A lighter socket is usually 10amp , and if the sla battery has a low voltage you could easily exceed this as the current rushes through the wiring to equalise (as current wouldn't be limited). This would likely blow a fuse or possibly melt wiring. 

There also the chance that you will short the clips with the same result. Better solution is to fit a female socket on the sla and get a 'lighter-lighter charger' which will limit current and be fused.


----------



## core (Jun 16, 2010)

I would second that: Don't do it.

Even a "lighter-lighter charger" probably isn't going to be current limited to the point where it's appropriate for a little 7Ah battery. (If you don't care about your SLA battery, well that's another matter.)


----------



## alpg88 (Jun 16, 2010)

you really don't want to charge 7ah battery with 10 amps, usually sla of that capacity charged with 500ma for 18 hours, slas don't take fast charge well. 
boosters that have 7-15ah batteries inside can be charged with cigarette plug, (car chargers are included in the box) but usually there is a big sand resistor in there to limit current, or in good quality boosters circuit board.


----------



## Lynx_Arc (Jun 16, 2010)

one other thing even worse.... charging an SLA while running the engine it would be like a 100 amp alternator trying to charge a 7amp battery.
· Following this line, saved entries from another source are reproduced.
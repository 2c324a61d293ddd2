//! API endpoints.

mod auth;
mod categories;
mod complaints;
mod users;

use axum::{Json, Router, http::StatusCode, middleware, response::IntoResponse};
use serde_json::json;

use crate::middleware::{AppState, auth_middleware};

/// Create the API router.
pub fn router() -> Router<AppState> {
    Router::new()
        .nest("/auth", auth::router())
        .nest("/complaints", complaints::router())
        .nest("/users", users::router())
        .nest("/categories", categories::router())
}

/// The full application: `/api` routes behind token authentication, with a
/// JSON 404 for everything else.
pub fn app(state: AppState) -> Router {
    Router::new()
        .nest("/api", router())
        .fallback(route_not_found)
        .layer(middleware::from_fn_with_state(state.clone(), auth_middleware))
        .with_state(state)
}

async fn route_not_found() -> impl IntoResponse {
    (
        StatusCode::NOT_FOUND,
        Json(json!({ "message": "Route not found" })),
    )
}
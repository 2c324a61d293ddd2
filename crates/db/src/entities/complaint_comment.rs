//! Complaint comment entity.

use chrono::{DateTime, Utc};
use sea_orm::entity::prelude::*;
use serde::{Deserialize, Serialize};

/// One entry of a complaint's append-only comment thread.
#[derive(Clone, Debug, PartialEq, Eq, DeriveEntityModel, Serialize, Deserialize)]
#[sea_orm(table_name = "complaint_comment")]
pub struct Model {
    #[sea_orm(primary_key, auto_increment = false)]
    pub id: String,

    pub complaint_id: String,

    /// Author (weak reference to `user.id`)
    pub user_id: String,

    #[sea_orm(column_type = "Text")]
    pub comment: String,

    pub created_at: DateTime<Utc>,
}

#[derive(Copy, Clone, Debug, EnumIter, DeriveRelation)]
pub enum Relation {
    #[sea_orm(
        belongs_to = "super::complaint::Entity",
        from = "Column::ComplaintId",
        to = "super::complaint::Column::Id",
        on_delete = "Cascade"
    )]
    Complaint,
}

impl Related<super::complaint::Entity> for Entity {
    fn to() -> RelationDef {
        Relation::Complaint.def()
    }
}

impl ActiveModelBehavior for ActiveModel {}
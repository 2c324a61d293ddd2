//! ID generation utilities.

use ulid::Ulid;

/// ID generator for entities.
#[derive(Debug, Clone, Default)]
pub struct IdGenerator {
    _private: (),
}

impl IdGenerator {
    /// Create a new ID generator.
    #[must_use]
    pub const fn new() -> Self {
        Self { _private: () }
    }

    /// Generate a new ULID-based ID.
    ///
    /// ULIDs sort by creation time, so listing by ID approximates
    /// listing by `created_at`.
    #[must_use]
    pub fn generate(&self) -> String {
        Ulid::new().to_string().to_lowercase()
    }
}
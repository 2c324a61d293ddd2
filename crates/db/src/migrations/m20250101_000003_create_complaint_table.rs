//! Create complaint table migration.

use sea_orm_migration::prelude::*;

#[derive(DeriveMigrationName)]
pub struct Migration;

#[async_trait::async_trait]
impl MigrationTrait for Migration {
    async fn up(&self, manager: &SchemaManager) -> Result<(), DbErr> {
        manager
            .create_table(
                Table::create()
                    .table(Complaint::Table)
                    .if_not_exists()
                    .col(
                        ColumnDef::new(Complaint::Id)
                            .string_len(32)
                            .not_null()
                            .primary_key(),
                    )
                    .col(ColumnDef::new(Complaint::Title).string_len(256).not_null())
                    .col(ColumnDef::new(Complaint::Description).text().not_null())
                    .col(ColumnDef::new(Complaint::Category).string_len(32).not_null())
                    .col(
                        ColumnDef::new(Complaint::Priority)
                            .string_len(16)
                            .not_null()
                            .default("medium"),
                    )
                    .col(
                        ColumnDef::new(Complaint::Status)
                            .string_len(16)
                            .not_null()
                            .default("pending"),
                    )
                    .col(ColumnDef::new(Complaint::StudentId).string_len(32).not_null())
                    .col(ColumnDef::new(Complaint::AssignedTo).string_len(32))
                    .col(ColumnDef::new(Complaint::RoomNumber).string_len(32).not_null())
                    .col(
                        ColumnDef::new(Complaint::Images)
                            .json_binary()
                            .not_null()
                            .default("[]"),
                    )
                    .col(
                        ColumnDef::new(Complaint::Resolution)
                            .text()
                            .not_null()
                            .default(""),
                    )
                    .col(ColumnDef::new(Complaint::ResolvedAt).timestamp_with_time_zone())
                    .col(ColumnDef::new(Complaint::ResolvedBy).string_len(32))
                    .col(
                        ColumnDef::new(Complaint::CreatedAt)
                            .timestamp_with_time_zone()
                            .not_null()
                            .default(Expr::current_timestamp()),
                    )
                    .col(
                        ColumnDef::new(Complaint::UpdatedAt)
                            .timestamp_with_time_zone()
                            .not_null()
                            .default(Expr::current_timestamp()),
                    )
                    .to_owned(),
            )
            .await?;

        // Index: student_id + created_at (a student's own list, newest first)
        manager
            .create_index(
                Index::create()
                    .name("idx_complaint_student_id_created_at")
                    .table(Complaint::Table)
                    .col(Complaint::StudentId)
                    .col(Complaint::CreatedAt)
                    .to_owned(),
            )
            .await?;

        // Index: status (filters and statistics)
        manager
            .create_index(
                Index::create()
                    .name("idx_complaint_status")
                    .table(Complaint::Table)
                    .col(Complaint::Status)
                    .to_owned(),
            )
            .await?;

        // Index: category
        manager
            .create_index(
                Index::create()
                    .name("idx_complaint_category")
                    .table(Complaint::Table)
                    .col(Complaint::Category)
                    .to_owned(),
            )
            .await?;

        // Index: priority
        manager
            .create_index(
                Index::create()
                    .name("idx_complaint_priority")
                    .table(Complaint::Table)
                    .col(Complaint::Priority)
                    .to_owned(),
            )
            .await?;

        // Index: created_at (staff list, newest first)
        manager
            .create_index(
                Index::create()
                    .name("idx_complaint_created_at")
                    .table(Complaint::Table)
                    .col(Complaint::CreatedAt)
                    .to_owned(),
            )
            .await?;

        Ok(())
    }

    async fn down(&self, manager: &SchemaManager) -> Result<(), DbErr> {
        manager
            .drop_table(Table::drop().table(Complaint::Table).to_owned())
            .await
    }
}

#[derive(Iden)]
enum Complaint {
    Table,
    Id,
    Title,
    Description,
    Category,
    Priority,
    Status,
    StudentId,
    AssignedTo,
    RoomNumber,
    Images,
    Resolution,
    ResolvedAt,
    ResolvedBy,
    CreatedAt,
    UpdatedAt,
}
Think about charging a nimh AA at a 30 amp rate or a 4 minute fast charger and you will get the idea.


----------



## core (Jun 16, 2010)

Lynx_Arc said:


> one other thing even worse.... charging an SLA while running the engine it would be like a 100 amp alternator trying to charge a 7amp battery. Think about charging a nimh AA at a 30 amp rate or a 4 minute fast charger and you will get the idea.



Well the 100A alternator isn't a problem, but the increased voltage (say 14.5V instead of 12.6V) will result in a higher charge current on top of it all, yes.


----------



## Lynx_Arc (Jun 16, 2010)

core said:


> Well the 100A alternator isn't a problem, but the increased voltage (say 14.5V instead of 12.6V) will result in a higher charge current on top of it all, yes.



I realize you won't probably won't get 100 amp into it but... if the battery for some reason is damaged and shorted it has the potential to draw a lot more current at 15v than directly off a car battery at ~12.6v.


----------



## march.brown (Jun 16, 2010)

Ready said:


> I have a 7ah SLA battery. Can I charge it directly from the 12v cigarette plug? I want to build a 12v cigarette plug to alligator clip adapter and just hook them up to the battery. I know I would have to watch and not leave it there all the time. Will it harm the battery?
> 
> Thanks for the info.


 Can't you just use a 12 volt charger or a trickle charger at home.

Some people with caravans use a system that will charge a second 12V battery that can be used to power lights etc in the caravan ... They use a diode in the circuit to prevent the caravan from discharging the vehicle battery ... Perhaps a visit to a caravan shop will provide you with the necessary parts.
.


----------



## core (Jun 16, 2010)

march.brown said:


> Some people with caravans use a system that will charge a second 12V battery that can be used to power lights etc in the caravan



Caravan? I actually had to look that one up just now. (Caravan == Recreational Vehicle for you USA people) Yeah, the setup you're talking about I would call a "house battery". I'm not sure any RV charge controllers can be set to such a small current limit though. I could be wrong.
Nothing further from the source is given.